ASSIGNMENT:
Look through the entries below for the string "trim", and copy each line where it is found.

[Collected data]
▬▬▬▬▬▬
//! Exchange / Product / Order-Type / Feed Mapping
//!
//! Bidirectional translation between canonical codes and a broker's native
//! codes. A table is declared once from a list of primary pairs plus
//! optional aliases; the reverse direction is derived from the primary
//! pairs only.
//!
//! # Rules
//!
//! - Lookups are total. A code missing from the table passes through
//!   unchanged, so new exchange codes keep flowing without a release.
//! - Keys match case-insensitively (ASCII). Returned values are the stored
//!   spelling, never the caller's.
//! - Aliases only widen the forward direction (`NSE_INDEX` → `nse_cm`).
//!   When two primary pairs share a native code, the pair declared last
//!   owns the reverse direction.

use std::collections::HashMap;

use super::vocabulary::MappingCategory;

fn normalize_key(code: &str) -> String {
    code.trim().to_ascii_uppercase()
}

// =============================================================================
// Mapping Table
// =============================================================================

/// One bidirectional canonical ↔ native code table.
#[derive(Debug, Clone, Default)]
pub struct MappingTable {
    forward: HashMap<String, String>,
    reverse: HashMap<String, String>,
    primaries: Vec<String>,
}

impl MappingTable {
    /// Start declaring a table.
    #[must_use]
    pub fn builder() -> MappingTableBuilder {
        MappingTableBuilder::default()
    }

    /// Build a table from primary pairs only.
    #[must_use]
    pub fn from_pairs(pairs: &[(&str, &str)]) -> Self {
        pairs
            .iter()
            .fold(Self::builder(), |builder, (canonical, native)| {
                builder.pair(canonical, native)
            })
            .build()
    }

    /// Translate a canonical code to the broker's native code.
    ///
    /// Unknown codes are returned unchanged.
    #[must_use]
    pub fn to_native<'a>(&'a self, canonical: &'a str) -> &'a str {
        self.forward
            .get(&normalize_key(canonical))
            .map_or(canonical, String::as_str)
    }

    /// Translate a broker-native code to the canonical code.
    ///
    /// Unknown codes are returned unchanged.
    #[must_use]
    pub fn to_canonical<'a>(&'a self, native: &'a str) -> &'a str {
        self.reverse
            .get(&normalize_key(native))
            .map_or(native, String::as_str)
    }

    /// Whether the canonical code has an explicit forward mapping.
    #[must_use]
    pub fn contains_canonical(&self, canonical: &str) -> bool {
        self.forward.contains_key(&normalize_key(canonical))
    }

    /// Whether the native code has an explicit reverse mapping.
    #[must_use]
    pub fn contains_native(&self, native: &str) -> bool {
        self.reverse.contains_key(&normalize_key(native))
    }

    /// Canonical codes that own their native code in the reverse direction.
    ///
    /// For every code yielded here, `to_canonical(to_native(c)) == c`.
    pub fn canonical_codes(&self) -> impl Iterator<Item = &str> {
        self.primaries.iter().map(String::as_str).filter(|canonical| {
            self.forward
                .get(&normalize_key(canonical))
                .and_then(|native| self.reverse.get(&normalize_key(native)))
                .is_some_and(|owner| owner == canonical)
        })
    }

    /// Number of forward entries, aliases included.
    #[must_use]
    pub fn len(&self) -> usize {
        self.forward.len()
    }

    /// Whether the table declares nothing.
    #[must_use]
    pub fn is_empty(&self) -> bool {
        self.forward.is_empty()
    }
}

// =============================================================================
// Builder
// =============================================================================

/// Declarative builder for [`MappingTable`].
#[derive(Debug, Default)]
pub struct MappingTableBuilder {
    table: MappingTable,
}

impl MappingTableBuilder {
    /// Declare a primary pair. It maps both directions.
    #[must_use]
    pub fn pair(mut self, canonical: &str, native: &str) -> Self {
        let canonical = canonical.trim();
        let native = native.trim();

        self.table
            .forward
            .insert(normalize_key(canonical), native.to_string());

        if let Some(previous) = self
            .table
            .reverse
            .insert(normalize_key(native), canonical.to_string())
            && previous != canonical
        {
            tracing::debug!(
                native,
                previous = %previous,
                canonical,
                "native code declared twice, last pair owns the reverse mapping"
            );
        }

        self.table.primaries.retain(|code| code != canonical);
        self.table.primaries.push(canonical.to_string());
        self
    }

    /// Declare a forward-only alias for an already-native code.
    #[must_use]
    pub fn alias(mut self, canonical: &str, native: &str) -> Self {
        self.table
            .forward
            .insert(normalize_key(canonical), native.trim().to_string());
        self
    }

    /// Finish the table.
    #[must_use]
    pub fn build(self) -> MappingTable {
        self.table
    }
}

// =============================================================================
// Broker Mappings
// =============================================================================

/// The full set of mapping tables a broker plugin declares.
#[derive(Debug, Clone, Default)]
pub struct BrokerMappings {
    /// Exchange / segment codes.
    pub exchange: MappingTable,
    /// Product types.
    pub product: MappingTable,
    /// Order types.
    pub order_type: MappingTable,
    /// Streaming feed codes.
    pub feed: MappingTable,
}

impl BrokerMappings {
    /// Get the table for a category.
    #[must_use]
    pub const fn table(&self, category: MappingCategory) -> &MappingTable {
        match category {
            MappingCategory::Exchange => &self.exchange,
            MappingCategory::Product => &self.product,
            MappingCategory::OrderType => &self.order_type,
            MappingCategory::FeedType => &self.feed,
        }
    }

    /// Translate a canonical code in the given category.
    #[must_use]
    pub fn to_native<'a>(&'a self, category: MappingCategory, canonical: &'a str) -> &'a str {
        self.table(category).to_native(canonical)
    }

    /// Translate a native code in the given category.
    #[must_use]
    pub fn to_canonical<'a>(&'a self, category: MappingCategory, native: &'a str) -> &'a str {
        self.table(category).to_canonical(native)
    }
}

// =============================================================================
// Tests
// =============================================================================

#[cfg(test)]
mod tests {
    use proptest::prelude::*;

    use super::*;

    fn exchanges() -> MappingTable {
        MappingTable::builder()
            .pair("NSE", "nse_cm")
            .pair("BSE", "bse_cm")
            .pair("NFO", "nse_fo")
            .pair("BCD", "bcs-fo")
            .alias("NSE_INDEX", "nse_cm")
            .alias("BSE_INDEX", "bse_cm")
            .build()
    }

    #[test]
    fn maps_known_codes_both_ways() {
        let table = exchanges();

        assert_eq!(table.to_native("NSE"), "nse_cm");
        assert_eq!(table.to_canonical("nse_cm"), "NSE");
        assert_eq!(table.to_native("BCD"), "bcs-fo");
        assert_eq!(table.to_canonical("bcs-fo"), "BCD");
    }

    #[test]
    fn unknown_codes_pass_through_unchanged() {
        let table = exchanges();

        assert_eq!(table.to_native("XYZ"), "XYZ");
        assert_eq!(table.to_canonical("unknown_seg"), "unknown_seg");
        assert_eq!(MappingTable::default().to_native("NSE"), "NSE");
    }

    #[test]
    fn lookups_ignore_case_and_return_stored_spelling() {
        let table = exchanges();

        assert_eq!(table.to_native("nse"), "nse_cm");
        assert_eq!(table.to_canonical("NSE_CM"), "NSE");
    }

    #[test]
    fn aliases_are_forward_only() {
        let table = exchanges();

        assert_eq!(table.to_native("NSE_INDEX"), "nse_cm");
        assert_eq!(table.to_canonical("nse_cm"), "NSE");
        assert!(!table.canonical_codes().any(|code| code == "NSE_INDEX"));
    }

    #[test]
    fn last_declared_pair_owns_shared_native_code() {
        let table = MappingTable::builder()
            .pair("NSE_INDEX", "IDX_I")
            .pair("BSE_INDEX", "IDX_I")
            .build();

        assert_eq!(table.to_native("NSE_INDEX"), "IDX_I");
        assert_eq!(table.to_native("BSE_INDEX"), "IDX_I");
        assert_eq!(table.to_canonical("IDX_I"), "BSE_INDEX");

        let owners: Vec<_> = table.canonical_codes().collect();
        assert_eq!(owners, vec!["BSE_INDEX"]);
    }

    #[test]
    fn redeclared_pair_keeps_single_primary_entry() {
        let table = MappingTable::builder()
            .pair("MIS", "mis")
            .pair("MIS", "MIS")
            .build();

        assert_eq!(table.to_native("MIS"), "MIS");
        assert_eq!(table.canonical_codes().count(), 1);
    }

    #[test]
    fn broker_mappings_dispatch_by_category() {
        let mappings = BrokerMappings {
            exchange: exchanges(),
            product: MappingTable::from_pairs(&[("NRML", "NRML"), ("BO", "Bracket Order")]),
            order_type: MappingTable::from_pairs(&[("LIMIT", "L")]),
            feed: MappingTable::default(),
        };

        assert_eq!(mappings.to_native(MappingCategory::Exchange, "NFO"), "nse_fo");
        assert_eq!(
            mappings.to_canonical(MappingCategory::Product, "Bracket Order"),
            "BO"
        );
        assert_eq!(mappings.to_native(MappingCategory::OrderType, "LIMIT"), "L");
        assert_eq!(mappings.to_native(MappingCategory::FeedType, "LTP"), "LTP");
    }

    proptest! {
        #[test]
        fn unmapped_codes_are_identity(code in "[A-Z]{3,6}_[0-9]{2}") {
            let table = exchanges();
            prop_assert_eq!(table.to_native(&code), code.as_str());
            prop_assert_eq!(table.to_canonical(&code), code.as_str());
        }

        #[test]
        fn primary_codes_round_trip(index in 0usize..4) {
            let table = exchanges();
            let codes: Vec<_> = table.canonical_codes().collect();
            let canonical = codes[index % codes.len()];
            prop_assert_eq!(table.to_canonical(table.to_native(canonical)), canonical);
        }
    }
}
▬▬▬▬▬▬
OUTPUT FOR THIS EXERCISE:
    code.trim().to_ascii_uppercase()
        let canonical = canonical.trim();
        let native = native.trim();
            .insert(normalize_key(canonical), native.trim().to_string());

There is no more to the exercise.